Czy dziecko ma w nocy zamkniętą buzię? A może podczas oglądania bajki, czy wciągającej zabawy Wasza pociecha ma rozchylone usta?
To niby proste pytania, ale odpowiedź na nie jest niezwykle ważna!
Jeśli dziecko śpi z otwartą buzią, albo zdarza mu się w ciągu dnia mieć przez dłuższy czas rozwarte usta – to znaczy że ODDYCHA PRZEZ USTA
Zapytacie – i co w tym takiego, że czasami oddycha buzią? A to okazuję się niezwykle ważna sprawa! Powiedziałabym nawet kluczowa w prawidłowym wzroście twarzy i zgryzu Waszego dziecka. Dlaczego? Postaram się Wam ten temat przybliżyć – dlatego zachęcam do przeczytania do końca
Normalną, fizjologiczną drogą oddychania jest oddychanie przez nos. Powietrze dostające się do jamy nosowej jest wstępnie filtrowane, ogrzewane i nawilżane. Nos stanowi więc pierwszą barierę ochronną dla wirusów i bakterii, zmniejszając ryzyko infekcji dróg oddechowych.

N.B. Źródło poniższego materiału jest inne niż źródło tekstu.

//! Error types for goldengraphs
//!
//! The algorithms themselves report "no path" and "cycle" as ordinary result
//! values. Errors only surface from the checked entry points
//! (`try_reconstruct_path`, `kahn_strict`, `try_add_edge`) and from loading
//! logging configuration.

mod macros;

use std::fmt::Debug;
use thiserror::Error;

/// Errors that can occur during goldengraphs operations
#[derive(Error, Debug)]
pub enum GraphError {
    #[error("no path from {from} to {to} in predecessor map")]
    Unreachable { from: String, to: String },

    #[error("graph contains a cycle: only {sorted} of {total} nodes could be ordered")]
    CycleDetected { sorted: usize, total: usize },

    #[error("invalid weight {weight} on edge {from} -> {to} (weights must be finite)")]
    InvalidWeight {
        from: String,
        to: String,
        weight: f64,
    },

    #[error("invalid {context}: {value}")]
    InvalidValue { context: String, value: String },

    #[error("IO error: {0}")]
    Io(#[from] std::io::Error),

    #[error("TOML error: {0}")]
    Toml(#[from] toml::de::Error),
}

impl GraphError {
    /// Create an error for a target with no predecessor chain back to the source
    pub fn unreachable(from: &impl Debug, to: &impl Debug) -> Self {
        GraphError::Unreachable {
            from: format!("{:?}", from),
            to: format!("{:?}", to),
        }
    }

    /// Create an error for an edge weight that would break the total order
    pub fn invalid_weight(from: &impl Debug, to: &impl Debug, weight: f64) -> Self {
        GraphError::InvalidWeight {
            from: format!("{:?}", from),
            to: format!("{:?}", to),
            weight,
        }
    }

    /// Create an error for an invalid value or configuration
    pub fn invalid_value(context: &str, value: impl std::fmt::Display) -> Self {
        GraphError::InvalidValue {
            context: context.to_string(),
            value: value.to_string(),
        }
    }

    /// Get the error type identifier
    pub fn error_type(&self) -> &'static str {
        match self {
            GraphError::Unreachable { .. } => "unreachable",
            GraphError::CycleDetected { .. } => "cycle_detected",
            GraphError::InvalidWeight { .. } => "invalid_weight",
            GraphError::InvalidValue { .. } => "invalid_value",
            GraphError::Io(_) => "io_error",
            GraphError::Toml(_) => "toml_error",
        }
    }

    /// Convert error to JSON representation for structured error output.
    pub fn to_json(&self) -> serde_json::Value {
        let mut error_obj = serde_json::json!({
            "type": self.error_type(),
            "message": self.to_string(),
        });

        if let GraphError::CycleDetected { sorted, total } = self {
            error_obj["sorted"] = serde_json::json!(sorted);
            error_obj["total"] = serde_json::json!(total);
        }

        serde_json::json!({ "error": error_obj })
    }
}

/// Result type alias for goldengraphs operations
pub type Result<T> = std::result::Result<T, GraphError>;

#[cfg(test)]
mod tests {
    use super::*;

    /// Test that node identities are rendered with Debug
    #[test]
    fn test_unreachable_message_uses_debug_rendering() {
        let err = GraphError::unreachable(&"A", &"D");
        assert_eq!(
            err.to_string(),
            "no path from \"A\" to \"D\" in predecessor map"
        );
        assert_eq!(err.error_type(), "unreachable");
    }

    /// Test that the cycle envelope includes both counts
    #[test]
    fn test_cycle_json_carries_counts() {
        let err = GraphError::CycleDetected { sorted: 1, total: 3 };
        let json = err.to_json();
        assert_eq!(json["error"]["type"], "cycle_detected");
        assert_eq!(json["error"]["sorted"], 1);
        assert_eq!(json["error"]["total"], 3);
    }

    /// Test that other envelopes carry only type and message
    #[test]
    fn test_invalid_weight_json_has_no_counts() {
        let err = GraphError::invalid_weight(&1u32, &2u32, f64::NAN);
        let json = err.to_json();
        assert_eq!(json["error"]["type"], "invalid_weight");
        assert!(json["error"].get("sorted").is_none());
        assert!(err.to_string().contains("1 -> 2"));
    }
}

Oddychając przez buzię powietrze dostaje się od razu do gardła, gdzie zlokalizowane są migdałki podniebienne oraz tzw. trzeci migdał. To one stanowią w tym wypadku pierwszą barierę ochronną przed drobnoustrojami. Nieogrzane, nienawilżone i nieprzefiltrowanie powietrze “drażni” tkankę migdałów powodując ich reakcję obronną w postaci przerostu zapalnego i zwężenia dróg oddechowych. To w konsekwencji wtórnie utrudnia oddychanie nosem i utrwala nawyk oddychania przez usta.
I tu pojawia sie aspekt pozycji spoczynkowej języka
Wracając do oddychania buzią – u dzieci z ustnym torem oddechowym zaczynają piętrzyć się problemy takie jak:
– przerost migdałków podniebiennych lub trzeciego migdała
– częste infekcje górnych dróg oddechowych
– trudności z koncentracją ( dziecko oddychające ustami jest słabiej dotlenione)
– charakterystyczny wyraz twarzy, często określany w literaturze jako “gapowaty” – buzia dziecka coraz częściej jest otwarta, kości policzka zapadnięte, oczy podkrążone, a język często jest lekko wysunięty z jamy ustnej
– chrapanie, nocny bezdech
– wady zgryzu.
To niezwykle ciekawe jak wielki ma to wpływ na wygląd twarzy dziecka oraz anatomię jamy ustnej. Pamiętajmy o tym, że dziecko cały czas rośnie i warunki w buzi, ale i w całej twarzoczaszce nieustannie się zmieniają. Utrwalony nieprawidłowy sposób oddychania będzie powodował poważne wady zgryzu oraz nieharmonijny wzrost kości całej twarzy
Powietrze dostające się do jamy nosowej podczas oddechu nosem napływa do wszystkich zatok przynosowych, stymulując do prawidłowego wzrostu kości twarzy. Kiedy buzia jest otwarta, kość żuchwy również zaczyna rosnąc w nieprawidłowy sposób, powodując wydłużenie dolnego odcinka twarzy. Dodatkowo język opadający na dno jamy ustnej nie stymuluje do wzrostu na szerokość kości podniebienia, powodując zwężenie górnego łuku zębowego i stłoczenia zębów.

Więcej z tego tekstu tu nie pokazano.